Your KS #67 – Katharine Susannah Prichard in a new Ernestine Hill and Daisy Bates biography
By Nathan Hobby
Katharine Susannah Prichard is a minor character in Eleanor Hogan’s splendid new biography, Into the Loneliness: the Unholy Alliance of Daisy Bates and Ernestine Hill. If anyone ever considers Katharine a forgotten or unfashionable figure today, most of her contemporaries have fared far worse. Daisy Bates lived among Aboriginal people in remote parts of Australia for decades but has become a notorious figure for her lies about their culture, especially false claims of cannibalism. Ernestine Hill was a nomadic journalist and writer who depicted outback Australia, including in the bestselling The Great Australian Loneliness (1937); however, in the decades after her death her popular non-fiction has not maintained a readership to the extent of Katharine’s work.

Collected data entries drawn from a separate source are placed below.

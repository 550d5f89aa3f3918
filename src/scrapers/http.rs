use crate::config::FetcherConfig;
use crate::scrapers::traits::PageFetcher;
use anyhow::{Context, Result};
use reqwest::blocking::Client;
use tracing::{debug, warn};
use url::Url;

/// Plain HTTP page fetcher for sites that serve listings in the initial HTML
pub struct HttpFetcher {
    client: Client,
}

impl HttpFetcher {
    pub fn new(config: &FetcherConfig) -> Result<Self> {
        let mut builder = Client::builder().timeout(config.timeout());
        if let Some(user_agent) = config.user_agent.as_deref() {
            builder = builder.user_agent(user_agent);
        }
        let client = builder.build().context("Failed to create HTTP client")?;

        Ok(Self { client })
    }
}

impl PageFetcher for HttpFetcher {
    fn fetch(&mut self, url: &Url) -> Result<String> {
        debug!("Fetching URL: {}", url);

        let response = self
            .client
            .get(url.clone())
            .send()
            .with_context(|| format!("Failed to fetch {}", url))?;

        if !response.status().is_success() {
            warn!("{} returned status: {}", url, response.status());
            anyhow::bail!("Failed to fetch {}: {}", url, response.status());
        }

        let html = response.text().context("Failed to read response body")?;
        debug!("Downloaded {} bytes of HTML", html.len());
        Ok(html)
    }

    fn name(&self) -> &'static str {
        "http"
    }
}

In 1947 Katharine camped with Ernestine and her son in Coolgardie while Katharine was researching Winged Seeds (1950). A detail I learned from Hogan’s book is that ‘Prichard invited the Hills to park their caravan in the orchard at her Greenmount house when they arrived in Perth so Ernestine could work on her much-delayed Territory book, an offer she took up…’ (p. 265) It’s a new scene to picture at the KSP Writers’ Centre, Ernestine Hill parked among the trees working on her own book. Hogan also believes that Katharine probably influenced Ernestine ‘to give a fuller, more even-handed and less idealised treatment of northern life’ in Territory, her 1950 book about the Northern Territory. Ernestine’s son said that during Katharine’s visit in Coolgardie, she encouraged Ernestine ‘to expose social ills & the evils of the present government’. (p. 314)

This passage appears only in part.